Check Mate. Nice to get all your ducks in a row before the confrontation - then the sting.
Good story, well worth 5*****
Boy they sure went through a whole big mess of trouble just to get him to be their slave?
Or rip him off in her divorce?
Or just make a cuck of him?
Or send him to jail and get....?
I liked the idea but I have no idea what that idea actually was.
And the ending was something we've all read 40,000 other times.
The author's usual bullshit. No matter how bad the main guy gets treated, the cheating whore gets back in his life somehow. As if any man with self respect would stick the dog's dick into her slimy hole. Give it up, tiny guy33, you're a cuck and it shows in your stories.
Winners are grinners, nothing wrong with the husband ending up with more pussy. Probably not real but sounds like a lot of fun.
Decent story. MC's attitude and the cynical dialog/monolog reminded me of some of HKD's stories (and I mean that in a good way). I agree with many commenters that the epilog detracted from the overall story.
A question: what was the wife's motivation for participating in their scam? Brother and sister-in-law were in it looking for a free ride, the wife already had the free ride. If I were the MC I wouldn't come within a thousand feet of her let alone sleep with her.
I read this because the writer normally produces excellent stories. This is not one of them.
Well, not sure I'd want to stick my dick in either one of those women but damned if you didn't write a story about a smart man who didn't submissively let his woman shit all over him. Attaway!!!

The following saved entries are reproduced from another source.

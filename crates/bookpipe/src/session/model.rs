use chrono::{DateTime, Duration, Utc};
use serde::{Deserialize, Serialize};

/// The KDP account connection as last verified.
#[derive(Debug, Clone, PartialEq, Eq, Serialize, Deserialize)]
#[serde(rename_all = "camelCase")]
pub struct ExternalSession {
    pub is_connected: bool,
    #[serde(default, skip_serializing_if = "Option::is_none")]
    pub email: Option<String>,
    pub last_connected: DateTime<Utc>,
    pub expires_at: DateTime<Utc>,
}

impl ExternalSession {
    /// A session verified at `now`, valid for `ttl`.
    pub fn connected(email: impl Into<String>, now: DateTime<Utc>, ttl: Duration) -> Self {
        Self {
            is_connected: true,
            email: Some(email.into()),
            last_connected: now,
            expires_at: now + ttl,
        }
    }

    pub fn is_expired(&self, now: DateTime<Utc>) -> bool {
        self.expires_at <= now
    }

    /// Connected and not expired. Anything else must be re-probed.
    pub fn is_trusted(&self, now: DateTime<Utc>) -> bool {
        self.is_connected && !self.is_expired(now)
    }
}
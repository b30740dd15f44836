//! KDP account session: persisted record, status probe and entry gate.

pub mod error;
pub mod gate;
pub mod model;
pub mod probe;
pub mod store;

pub use error::SessionError;
pub use gate::SessionGate;
pub use model::ExternalSession;
pub use probe::{ProbeOutcome, StatusProbe};
pub use store::{KvSessionStore, MemorySessionStore, SessionStore, SESSION_KEY};
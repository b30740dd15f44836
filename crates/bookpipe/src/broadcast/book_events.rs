//! Book state change notifications for UI re-rendering.

use std::sync::Arc;

use serde::Serialize;
use tokio::sync::broadcast;

use crate::pipeline::Book;

#[derive(Debug, Clone, Serialize)]
#[serde(tag = "type", rename_all = "snake_case")]
pub enum BookEvent {
    Created { book: Book },
    Updated { book: Book },
    Removed { book_id: String },
    /// A reconciliation pass finished; `books` is the merged list.
    Synced { books: Vec<Book> },
}

#[derive(Clone)]
pub struct BookEventBroadcaster {
    sender: Arc<broadcast::Sender<BookEvent>>,
}

impl BookEventBroadcaster {
    pub fn new(capacity: usize) -> Self {
        let (sender, _) = broadcast::channel(capacity);
        Self {
            sender: Arc::new(sender),
        }
    }

    pub fn send(&self, event: BookEvent) {
        let _ = self.sender.send(event);
    }

    pub fn subscribe(&self) -> broadcast::Receiver<BookEvent> {
        self.sender.subscribe()
    }
}

impl Default for BookEventBroadcaster {
    fn default() -> Self {
        Self::new(256)
    }
}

From the author's preface:
"This is a story. It is not a story about what you would do in this situation, or even what you think should be done. There would be no point in writing a story where everyone's reaction is the same. This overlooks the individuality of the characters and what they, as created by the author, would do. That may not align with what you would do. Please try to keep that in mind when reading."
###
Most authors and readers likely would agree there is little satisfaction to be found in stories that are completely predictable. That does not imply, however, there are no constraints on the "individuality of the characters" in well-received fiction. To be popular, authors of fiction need to have a good working understanding of social and behavioral psychology. BigGuy33, you no doubt already know what follows but sometimes it's helpful to be reminded of brick walls. The post-collision headaches can obscure their presence after a while.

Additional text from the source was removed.